El exgobernador panista de Baja California, Ernesto Ruffo Appel, podría enfrentar una orden de aprehensión de la Fiscalía General de la República (FGR) por su presunta participación en una red de contrabando de combustibles conocida como huachicol fiscal, considerada una de las operaciones ilícitas más lucrativas en las aduanas mexicanas.
De acuerdo con El Universal, el caso de Ruffo, nacido en San Diego y con ciudadanía estadounidense, forma parte de un paquete de más de 200 órdenes de captura dirigidas contra agentes aduanales, empresarios, militares y funcionarios presuntamente involucrados en la introducción ilegal de gasolina y diésel al país.
El nombre del exmandatario panista apareció vinculado al decomiso de 15 millones de litros de combustible irregular en Coahuila, realizado el 7 de julio pasado. Ruffo figura como socio mayoritario de Ingemar S.A. de C.V., empresa señalada en la investigación.

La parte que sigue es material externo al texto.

//! Canonical request hashing and idempotency key derivation.
//!
//! An idempotency key is `command:bucket:digest` where `bucket` is the index
//! of a coarse wall-clock window and `digest` hashes the command together with
//! the canonicalised request shape. Canonicalisation sorts object keys
//! recursively, so field order never changes the key.
//!
//! Once the bucket rolls over an identical request gets a new key and is
//! treated as a new mutation. Deduplication is deliberately bounded in time.

use std::fmt;
use std::time::Duration;

use serde_json::Value;
use sha2::{Digest, Sha256};

/// Hex characters of the request digest kept in a key.
const KEY_DIGEST_LEN: usize = 32;

/// Separator between idempotency key and command in a composite key.
const COMPOSITE_SEPARATOR: char = '\u{0}';

/// Rebuild `value` with every object's keys in sorted order.
fn canonicalize(value: &Value) -> Value {
    match value {
        Value::Object(map) => {
            let mut keys: Vec<&String> = map.keys().collect();
            keys.sort();
            let mut sorted = serde_json::Map::new();
            for key in keys {
                sorted.insert(key.clone(), canonicalize(&map[key]));
            }
            Value::Object(sorted)
        }
        Value::Array(items) => Value::Array(items.iter().map(canonicalize).collect()),
        other => other.clone(),
    }
}

/// Serialize `value` with recursively sorted object keys.
pub fn canonical_json(value: &Value) -> String {
    // Serializing a serde_json::Value cannot fail.
    serde_json::to_string(&canonicalize(value)).unwrap_or_default()
}

/// SHA-256 of `data`, hex encoded.
pub fn hash_hex(data: impl AsRef<[u8]>) -> String {
    hex::encode(Sha256::digest(data.as_ref()))
}

/// Hash of the canonical request shape. Stored alongside every entry so a
/// reused key carrying a different request is detected.
pub fn request_hash(request: &Value) -> String {
    hash_hex(canonical_json(request))
}

/// Join an idempotency key with its command name.
///
/// Identical idempotency keys used by different commands never share an entry.
pub fn composite_key(key: &str, command: &str) -> String {
    format!("{key}{COMPOSITE_SEPARATOR}{command}")
}

/// A derived idempotency key.
#[derive(Clone, Debug, PartialEq, Eq, Hash)]
pub struct IdempotencyKey {
    /// Command name the key was derived for.
    pub command: String,
    /// Index of the time window the request fell into.
    pub bucket: u64,
    /// Truncated hash of command + canonical request.
    pub digest: String,
}

impl IdempotencyKey {
    /// Derive the key for `request` issued at `now_millis`.
    ///
    /// A zero `bucket` width is treated as one millisecond.
    pub fn derive(command: &str, request: &Value, now_millis: u64, bucket: Duration) -> Self {
        let width = (bucket.as_millis() as u64).max(1);
        let mut material = String::with_capacity(command.len() + 64);
        material.push_str(command);
        material.push('\n');
        material.push_str(&canonical_json(request));
        let mut digest = hash_hex(material);
        digest.truncate(KEY_DIGEST_LEN);
        Self {
            command: command.to_string(),
            bucket: now_millis / width,
            digest,
        }
    }

    /// The composite store key for this idempotency key.
    pub fn composite(&self) -> String {
        composite_key(&self.to_string(), &self.command)
    }
}

impl fmt::Display for IdempotencyKey {
    fn fmt(&self, f: &mut fmt::Formatter<'_>) -> fmt::Result {
        write!(f, "{}:{}:{}", self.command, self.bucket, self.digest)
    }
}
//! Shared block, selector, and idempotency types for folio.
//!
//! This crate is the leaf of the workspace: it has **no internal folio
//! dependencies**. Everything that more than one crate needs to agree on lives
//! here: the error taxonomy, the remote block projection, selectors, and the
//! deterministic request hashing that idempotency keys are built from.
//!
//! # Key Types
//!
//! | Type                   | Purpose                                       |
//! |------------------------|-----------------------------------------------|
//! | [`ErrorKind`]          | Caller-facing failure taxonomy                |
//! | [`RemoteBlock`]        | A block as returned by the remote service     |
//! | [`FlatBlock`]          | Per-call flattened projection of a block      |
//! | [`Selector`]           | Declarative block predicate + positional pick |
//! | [`IdempotencyKey`]     | `command:bucket:hash` dedup key               |
//! | [`Clock`]              | Wall clock (system or manual for tests)       |

pub mod block;
pub mod clock;
pub mod error;
pub mod idempotency;
pub mod selector;

pub use block::{FlatBlock, RemoteBlock, payload_signature, plain_text_of};
pub use clock::Clock;
pub use error::ErrorKind;
pub use idempotency::{
    IdempotencyKey, canonical_json, composite_key, hash_hex, request_hash,
};
pub use selector::{CountFrom, Selector, SelectorError, Where};

/// Current time as Unix milliseconds.
pub fn now_millis() -> u64 {
    std::time::SystemTime::now()
        .duration_since(std::time::UNIX_EPOCH)
        .map(|d| d.as_millis() as u64)
        .unwrap_or(0)
}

La compañía, originalmente dedicada a bienes raíces y construcción, incursionó en el sector energético en 2019 y, en plena restricción de permisos, obtuvo autorización federal para importar hasta 500 millones de litros de combustibles.

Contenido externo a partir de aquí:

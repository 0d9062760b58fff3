//! The remote document service seam.
//!
//! The service is opaque: page and block CRUD, cursor-paginated child
//! listing, search, and per-container property schemas. Everything folio
//! does to a workspace goes through [`DocumentService`], so tests swap in
//! [`MemoryWorkspace`].
//!
//! Block payloads are JSON objects of the form `{"type": t, t: {...}}`.

mod memory;

use std::collections::BTreeMap;

use async_trait::async_trait;
use folio_types::RemoteBlock;
use serde::{Deserialize, Serialize};
use serde_json::Value;

pub use memory::{MemoryWorkspace, RemoteOp};

use crate::error::RemoteError;

/// Largest page the service will return.
pub const MAX_PAGE_SIZE: usize = 100;

/// Remote result type.
pub type RemoteResult<T> = Result<T, RemoteError>;

/// One page of a child listing.
#[derive(Clone, Debug, Default, PartialEq, Serialize, Deserialize)]
pub struct ChildPage {
    pub results: Vec<RemoteBlock>,
    /// Continuation cursor; `None` on the last page.
    pub next_cursor: Option<String>,
}

/// Where appended children go among the parent's existing children.
#[derive(Clone, Debug, Default, PartialEq, Eq, Serialize, Deserialize)]
#[serde(tag = "type", content = "block_id", rename_all = "snake_case")]
pub enum InsertPosition {
    #[default]
    End,
    Start,
    /// Directly after the given sibling.
    After(String),
}

/// A page as reported by the service.
#[derive(Clone, Debug, PartialEq, Serialize, Deserialize)]
pub struct RemotePage {
    pub id: String,
    pub parent_id: String,
    pub title: String,
    /// Property name to value.
    #[serde(default)]
    pub properties: BTreeMap<String, Value>,
    #[serde(default)]
    pub last_edited_time: String,
    #[serde(default)]
    pub archived: bool,
}

/// Property names (and their types) a container accepts.
#[derive(Clone, Debug, Default, PartialEq, Eq, Serialize, Deserialize)]
pub struct PropertySchema {
    pub container_id: String,
    /// Property name to property type.
    pub properties: BTreeMap<String, String>,
}

impl PropertySchema {
    pub fn knows(&self, name: &str) -> bool {
        self.properties.contains_key(name)
    }

    /// The names in `names` this schema does not define, in input order.
    pub fn unknown<'a>(&self, names: impl IntoIterator<Item = &'a str>) -> Vec<String> {
        names
            .into_iter()
            .filter(|name| !self.knows(name))
            .map(str::to_string)
            .collect()
    }
}

/// Remote page/block store.
///
/// Implementations must be safe to call concurrently.
#[async_trait]
pub trait DocumentService: Send + Sync {
    /// Fetch one block. Archived blocks are not found.
    async fn retrieve_block(&self, block_id: &str) -> RemoteResult<RemoteBlock>;

    /// One page of direct children of a page or block.
    async fn list_children(
        &self,
        block_id: &str,
        cursor: Option<&str>,
        page_size: usize,
    ) -> RemoteResult<ChildPage>;

    /// Create `children` under `parent_id`. Returns the created top-level blocks.
    async fn append_children(
        &self,
        parent_id: &str,
        children: &[Value],
        position: &InsertPosition,
    ) -> RemoteResult<Vec<RemoteBlock>>;

    /// Update a block's type-specific content.
    async fn update_block(&self, block_id: &str, payload: &Value) -> RemoteResult<RemoteBlock>;

    /// Archive a block.
    async fn delete_block(&self, block_id: &str) -> RemoteResult<RemoteBlock>;

    async fn create_page(
        &self,
        parent_id: &str,
        title: &str,
        properties: &Value,
        children: &[Value],
    ) -> RemoteResult<RemotePage>;

    /// Set page properties. Unknown property names are rejected.
    async fn update_page(&self, page_id: &str, properties: &Value) -> RemoteResult<RemotePage>;

    /// Pages whose title contains `query`.
    async fn search(&self, query: &str) -> RemoteResult<Vec<RemotePage>>;

    async fn retrieve_schema(&self, container_id: &str) -> RemoteResult<PropertySchema>;
}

Tras conocerse el caso, Ruffo declaró estar dispuesto a colaborar con las autoridades. “Absolutamente, yo estoy tranquilo, aquí en México, listo para atender cualquier llamado”, dijo en entrevista con El Universal. Negó que su empresa tuviera responsabilidad y señaló a otra compañía como la verdadera operadora: “Crismón es nuestra comercializadora, es nuestro único cliente”, aseguró.
El operativo forma parte de la estrategia encabezada por el gabinete de seguridad, bajo la coordinación de Omar García Harfuch, para combatir el huachicol fiscal, una modalidad de fraude aduanal en la que combustibles son ingresados al país disfrazados de insumos químicos o aditivos, con apoyo de funcionarios y particulares.